It received this name from the look of its appendages that happen to look like they are glowing like a flame. Not very many individuals have found a nudibranch in order to photograph it, but those who do should feel lucky.
The survival of these amazing organisms will no longer be a mystery if you happened to be wondering about how they keep going in life. It’s as simple as evolving and adapting. The discarded organs and shell no longer matter when what you have lost is replaced by rhinophores (tentacles that sense chemicals) and a body full of chemicals that taste bad and warning coloration. The chemicals and coloration can usually cause a predator to give up after only a short amount of time.

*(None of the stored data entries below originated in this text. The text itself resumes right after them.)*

//! Tests for RclClient::health().
//!
//! Health has no fail-open contract: unreachable hosts and error statuses
//! must come back as errors, not as a synthesized "ok".

use rcl_client::{RclApiError, RclClient, RclConfig};
use wiremock::matchers::{method, path};
use wiremock::{Mock, MockServer, ResponseTemplate};

fn client_for(base_url: &str) -> RclClient {
    RclClient::new(RclConfig::new(base_url, "rcl_test_key").unwrap()).unwrap()
}

#[tokio::test]
async fn health_reports_service_status() {
    let server = MockServer::start().await;

    Mock::given(method("GET"))
        .and(path("/health"))
        .respond_with(ResponseTemplate::new(200).set_body_json(serde_json::json!({
            "status": "ok",
            "db_healthy": true,
            "service": "rcl-proto",
            "mode": "shadow",
            "version": "0.2.0",
            "uptime_s": 12
        })))
        .expect(1)
        .mount(&server)
        .await;

    let health = client_for(&server.uri()).health().await.unwrap();
    assert_eq!(health.status, "ok");
    assert_eq!(health.db_healthy, Some(true));
    assert!(health.is_healthy());
    assert!(health.is_shadow_mode());
}

#[tokio::test]
async fn health_unreachable_is_an_error() {
    let result = client_for("http://127.0.0.1:1").health().await;
    match result {
        Err(RclApiError::Http { endpoint, .. }) => assert_eq!(endpoint, "GET /health"),
        other => panic!("expected Http error, got: {other:?}"),
    }
}

#[tokio::test]
async fn health_error_status_is_an_error() {
    let server = MockServer::start().await;

    Mock::given(method("GET"))
        .and(path("/health"))
        .respond_with(ResponseTemplate::new(500).set_body_string("db locked"))
        .mount(&server)
        .await;

    let err = client_for(&server.uri()).health().await.unwrap_err();
    assert_eq!(err.status(), Some(500));
}

#[tokio::test]
async fn health_honors_base_path_prefix() {
    let server = MockServer::start().await;

    Mock::given(method("GET"))
        .and(path("/rcl/health"))
        .respond_with(ResponseTemplate::new(200).set_body_json(serde_json::json!({"status": "ok"})))
        .expect(1)
        .mount(&server)
        .await;

    let health = client_for(&format!("{}/rcl/", server.uri()))
        .health()
        .await
        .unwrap();
    assert!(health.is_healthy());
}
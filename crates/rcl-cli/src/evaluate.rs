//! # Evaluate and Health Subcommands
//!
//! `rcl evaluate` submits one event and prints the verdict. It follows the
//! client's fail-open contract: an unreachable evaluator prints an
//! `allow` result with `"fallback": true` and exits 0, so it can sit in
//! a payout script without ever stopping it. `--strict` reports failures
//! instead and exits 1.
//!
//! `rcl health` prints the service health document; failures exit 1.

use std::io::Write;

use anyhow::{Context, Result};
use chrono::{DateTime, Utc};
use clap::Args;

use rcl_client::evaluation::{DEFAULT_CURRENCY, DEFAULT_EVENT_TYPE, DEFAULT_SCENARIO};
use rcl_client::{EvaluationRequest, RclClient};

use crate::print_json;

/// Arguments for the `rcl evaluate` subcommand.
#[derive(Args, Debug)]
pub struct EvaluateArgs {
    /// Idempotency key. A random `evt_<uuid>` is generated when omitted.
    #[arg(long)]
    pub event_id: Option<String>,

    /// Pseudonymous counterparty token (never PII).
    #[arg(long)]
    pub entity_id: String,

    /// Event amount.
    #[arg(long)]
    pub amount: f64,

    #[arg(long, default_value = DEFAULT_EVENT_TYPE)]
    pub event_type: String,

    /// ISO 4217 currency code.
    #[arg(long, default_value = DEFAULT_CURRENCY)]
    pub currency: String,

    /// Tenant policy variant.
    #[arg(long, default_value = DEFAULT_SCENARIO)]
    pub scenario: String,

    #[arg(long)]
    pub tenant: Option<String>,

    /// Event time (RFC 3339). Defaults to now.
    #[arg(long)]
    pub timestamp: Option<DateTime<Utc>>,

    /// Fail instead of falling back to `allow` when RCL is unavailable.
    #[arg(long)]
    pub strict: bool,
}

impl EvaluateArgs {
    /// Build the wire request from the parsed flags.
    pub fn to_request(&self) -> EvaluationRequest {
        let event_id = self
            .event_id
            .clone()
            .unwrap_or_else(|| format!("evt_{}", uuid::Uuid::new_v4().simple()));

        let mut req = EvaluationRequest::new(event_id, self.entity_id.clone(), self.amount)
            .event_type(self.event_type.clone())
            .currency(self.currency.clone())
            .scenario(self.scenario.clone());
        if let Some(tenant) = &self.tenant {
            req = req.tenant(tenant.clone());
        }
        if let Some(ts) = self.timestamp {
            req = req.timestamp(ts);
        }
        req
    }
}

/// Execute the evaluate subcommand.
pub async fn run_evaluate(
    args: &EvaluateArgs,
    client: &RclClient,
    out: &mut dyn Write,
) -> Result<u8> {
    let req = args.to_request();
    tracing::info!(event_id = %req.event_id, entity_id = %req.entity_id, "evaluating event");

    let result = if args.strict {
        client
            .try_evaluate(&req)
            .await
            .with_context(|| format!("evaluation of {} failed", req.event_id))?
    } else {
        client.evaluate_request(&req).await
    };

    print_json(out, &result)?;
    Ok(0)
}

/// Execute the health subcommand.
pub async fn run_health(client: &RclClient, out: &mut dyn Write) -> Result<u8> {
    let health = client.health().await.context("RCL health check failed")?;
    print_json(out, &health)?;
    Ok(if health.is_healthy() { 0 } else { 1 })
}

Nudibraches, gas flame and other, are categorized into two separate groups called aeolids and dorids. Aeolids have finger-like appendages on their backs that take the place of regular gills and can be poisonous as well due to the stinging cells that are often on each of the tips. The cells come from sea anemones that do not become digested and instead travel to the tips for defense. The gas flame nudibranch is one of the largest known aeolids and mostly lives in reefs that aren’t too deep in order to gain easier access to food.

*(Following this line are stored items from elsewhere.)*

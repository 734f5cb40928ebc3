//! Pilot reporting and what-if threshold analysis.
//!
//! Both responses are free-form documents assembled by the service, so
//! they are returned as raw JSON.

use serde::Serialize;

use crate::error::RclApiError;
use crate::policy::Thresholds;
use crate::transport::Transport;

/// Body of `POST /v1/sensitivity`: replay logged events against
/// candidate thresholds without changing the live policy.
#[derive(Debug, Clone, Default, Serialize)]
pub struct SensitivityRequest {
    pub policy: Thresholds,
    #[serde(skip_serializing_if = "Option::is_none")]
    pub tenant: Option<String>,
    #[serde(skip_serializing_if = "Option::is_none")]
    pub scenario: Option<String>,
    /// Number of most recent decisions to replay.
    #[serde(skip_serializing_if = "Option::is_none")]
    pub limit: Option<u32>,
}

/// Client for `/v1/report` and `/v1/sensitivity`.
#[derive(Debug, Clone)]
pub struct ReportsClient {
    transport: Transport,
}

impl ReportsClient {
    pub(crate) fn new(transport: Transport) -> Self {
        Self { transport }
    }

    /// Pilot summary for the tenant.
    pub async fn pilot(&self) -> Result<serde_json::Value, RclApiError> {
        let url = self.transport.url("v1/report");
        self.transport
            .json("GET /v1/report", self.transport.http.get(&url))
            .await
    }

    /// Run a what-if analysis for candidate thresholds.
    pub async fn sensitivity(
        &self,
        req: &SensitivityRequest,
    ) -> Result<serde_json::Value, RclApiError> {
        let url = self.transport.url("v1/sensitivity");
        self.transport
            .json("POST /v1/sensitivity", self.transport.http.post(&url).json(req))
            .await
    }
}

Since this type of creature does not feed on meat based foods, the only other option is to eat algae or other plants/moss. The way it eats the algae is very interesting. It stabs the algae and sucks out all of the contents, leaving nothing behind and though it is not digested, the food provides weeks of nutirition for the nudibranch.

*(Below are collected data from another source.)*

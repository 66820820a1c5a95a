use eidetic_protocol::{FileRecord, Snapshot};
use sha2::{Digest, Sha256};
use std::collections::HashSet;
use std::path::{Path, PathBuf};

/// First 16 hex chars of SHA-256 of the file's bytes (spec.md §3
/// "FileRecord"). Truncation is safe: a collision only costs a redundant
/// re-index, never incorrectness.
#[must_use]
pub fn content_hash(bytes: &[u8]) -> String {
    let digest = Sha256::digest(bytes);
    digest.iter().take(8).map(|b| format!("{b:02x}")).collect()
}

/// Hashes every file under `tree_root` named by `relative_paths`. A file
/// that fails to read is skipped with a warning and omitted from the
/// snapshot (spec.md §4.6 "buildSnapshot").
#[must_use]
pub fn build_snapshot(tree_root: &Path, relative_paths: &[String]) -> Snapshot {
    let mut snapshot = Snapshot::new();
    for relative in relative_paths {
        let full = tree_root.join(relative);
        match std::fs::read(&full) {
            Ok(bytes) => {
                snapshot.insert(
                    relative.clone(),
                    FileRecord {
                        content_hash: content_hash(&bytes),
                    },
                );
            }
            Err(err) => {
                log::warn!("skipping unreadable file {relative} during snapshot build: {err}");
            }
        }
    }
    snapshot
}

#[derive(Debug, Clone, Default, PartialEq, Eq)]
pub struct SnapshotDiff {
    pub added: Vec<String>,
    pub modified: Vec<String>,
    pub removed: Vec<String>,
}

/// Pure set operation keyed on relative path, compared by content hash
/// (spec.md §4.6 "diffSnapshots", §8 property 7).
#[must_use]
pub fn diff_snapshots(prev: &Snapshot, cur: &Snapshot) -> SnapshotDiff {
    let prev_keys: HashSet<&String> = prev.keys().collect();
    let cur_keys: HashSet<&String> = cur.keys().collect();

    let mut added: Vec<String> = cur_keys.difference(&prev_keys).map(|s| (*s).clone()).collect();
    let mut removed: Vec<String> = prev_keys.difference(&cur_keys).map(|s| (*s).clone()).collect();
    let mut modified: Vec<String> = cur_keys
        .intersection(&prev_keys)
        .filter(|path| prev[**path].content_hash != cur[**path].content_hash)
        .map(|s| (*s).clone())
        .collect();

    added.sort();
    modified.sort();
    removed.sort();
    SnapshotDiff { added, modified, removed }
}

/// Path on disk for a tree's persisted snapshot (spec.md §6): `snapshots/
/// <collectionName>.json` under the data root.
#[must_use]
pub fn snapshot_path(data_root: &Path, collection_name: &str) -> PathBuf {
    data_root.join("snapshots").join(format!("{collection_name}.json"))
}

/// `None` if the file is absent *or* unreadable/corrupt — both are treated
/// as "no previous snapshot" by the caller (spec.md §4.1 step 4).
pub async fn read_snapshot(path: &Path) -> Option<Snapshot> {
    let bytes = tokio::fs::read(path).await.ok()?;
    match serde_json::from_slice(&bytes) {
        Ok(snapshot) => Some(snapshot),
        Err(err) => {
            log::warn!("snapshot at {path:?} is corrupt, treating as absent: {err}");
            None
        }
    }
}

/// Write-to-temp-then-rename so readers never observe a partial file
/// (spec.md §4.1 step 8, §5 "Shared resources").
pub async fn write_snapshot_atomic(path: &Path, snapshot: &Snapshot) -> std::io::Result<()> {
    if let Some(parent) = path.parent() {
        tokio::fs::create_dir_all(parent).await?;
    }
    let json = serde_json::to_vec_pretty(snapshot).unwrap_or_default();
    let tmp_path = path.with_extension("json.tmp");
    tokio::fs::write(&tmp_path, json).await?;
    tokio::fs::rename(&tmp_path, path).await
}

#[cfg(test)]
mod tests {
    use super::*;
    use pretty_assertions::assert_eq;

    fn record(hash: &str) -> FileRecord {
        FileRecord { content_hash: hash.to_string() }
    }

    #[test]
    fn identical_snapshots_produce_empty_diff() {
        let mut snap = Snapshot::new();
        snap.insert("a.rs".to_string(), record("abc"));
        let diff = diff_snapshots(&snap, &snap);
        assert_eq!(diff, SnapshotDiff::default());
    }

    #[test]
    fn added_modified_removed_are_independent() {
        let mut prev = Snapshot::new();
        prev.insert("a.rs".to_string(), record("1"));
        prev.insert("b.rs".to_string(), record("2"));

        let mut cur = Snapshot::new();
        cur.insert("b.rs".to_string(), record("2-changed"));
        cur.insert("c.rs".to_string(), record("3"));

        let diff = diff_snapshots(&prev, &cur);
        assert_eq!(diff.added, vec!["c.rs".to_string()]);
        assert_eq!(diff.modified, vec!["b.rs".to_string()]);
        assert_eq!(diff.removed, vec!["a.rs".to_string()]);
    }

    #[tokio::test]
    async fn write_then_read_round_trips() {
        let dir = tempfile::tempdir().unwrap();
        let path = dir.path().join("snap.json");
        let mut snap = Snapshot::new();
        snap.insert("a.rs".to_string(), record("abc"));
        write_snapshot_atomic(&path, &snap).await.unwrap();
        let read_back = read_snapshot(&path).await.unwrap();
        assert_eq!(read_back, snap);
    }

    #[tokio::test]
    async fn missing_snapshot_is_none() {
        let dir = tempfile::tempdir().unwrap();
        let path = dir.path().join("missing.json");
        assert!(read_snapshot(&path).await.is_none());
    }
}
use crate::error::ErrorCategory;
use serde::{Deserialize, Serialize};
use serde_json::Value;

/// One line of the line-delimited JSON-RPC transport (spec.md §6).
///
/// `id` is echoed back on the matching `RpcResponse` so callers can
/// correlate concurrent in-flight requests; it is opaque to the server.
#[derive(Debug, Clone, Serialize, Deserialize)]
pub struct RpcRequest {
    #[serde(skip_serializing_if = "Option::is_none")]
    pub id: Option<Value>,
    pub method: String,
    #[serde(default)]
    pub params: Value,
}

/// Every tool returns a single text blob as its result (spec.md §6): the
/// protocol never surfaces exceptions, only `result` (success) xor `error`
/// (failure), each serialized to one line.
#[derive(Debug, Clone, Serialize, Deserialize)]
pub struct RpcResponse {
    #[serde(skip_serializing_if = "Option::is_none")]
    pub id: Option<Value>,
    #[serde(skip_serializing_if = "Option::is_none")]
    pub result: Option<String>,
    #[serde(skip_serializing_if = "Option::is_none")]
    pub error: Option<RpcError>,
}

impl RpcResponse {
    #[must_use]
    pub fn ok(id: Option<Value>, result: impl Into<String>) -> Self {
        Self {
            id,
            result: Some(result.into()),
            error: None,
        }
    }

    #[must_use]
    pub fn err(id: Option<Value>, category: ErrorCategory, message: impl Into<String>) -> Self {
        Self {
            id,
            result: None,
            error: Some(RpcError {
                category,
                message: message.into(),
            }),
        }
    }
}

#[derive(Debug, Clone, Serialize, Deserialize)]
pub struct RpcError {
    pub category: ErrorCategory,
    pub message: String,
}

#[cfg(test)]
mod tests {
    use super::*;

    #[test]
    fn request_round_trips() {
        let line = r#"{"id":1,"method":"search_code","params":{"query":"foo"}}"#;
        let req: RpcRequest = serde_json::from_str(line).unwrap();
        assert_eq!(req.method, "search_code");
        assert_eq!(req.id, Some(Value::from(1)));
    }

    #[test]
    fn response_carries_either_result_or_error_not_both() {
        let ok = RpcResponse::ok(None, "done");
        assert!(ok.result.is_some());
        assert!(ok.error.is_none());

        let err = RpcResponse::err(None, ErrorCategory::NotIndexed, "no such tree");
        assert!(err.result.is_none());
        assert!(err.error.is_some());
    }
}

These invertebrates (ones without backbones) come in a variety of sizes and colors, all of which are unique and usually stand out underwater. The flamboyancy of this creature is what makes it so wonderful to look at and people who get to view this specimen cannot help but to stop and stare at it for a few minutes. This mollusk contains both male and female organs inside of them, so during mating both of the mates can be impregnated. The advantage to doing so is the fact that the nudibranch is slow moving and sometimes never mates.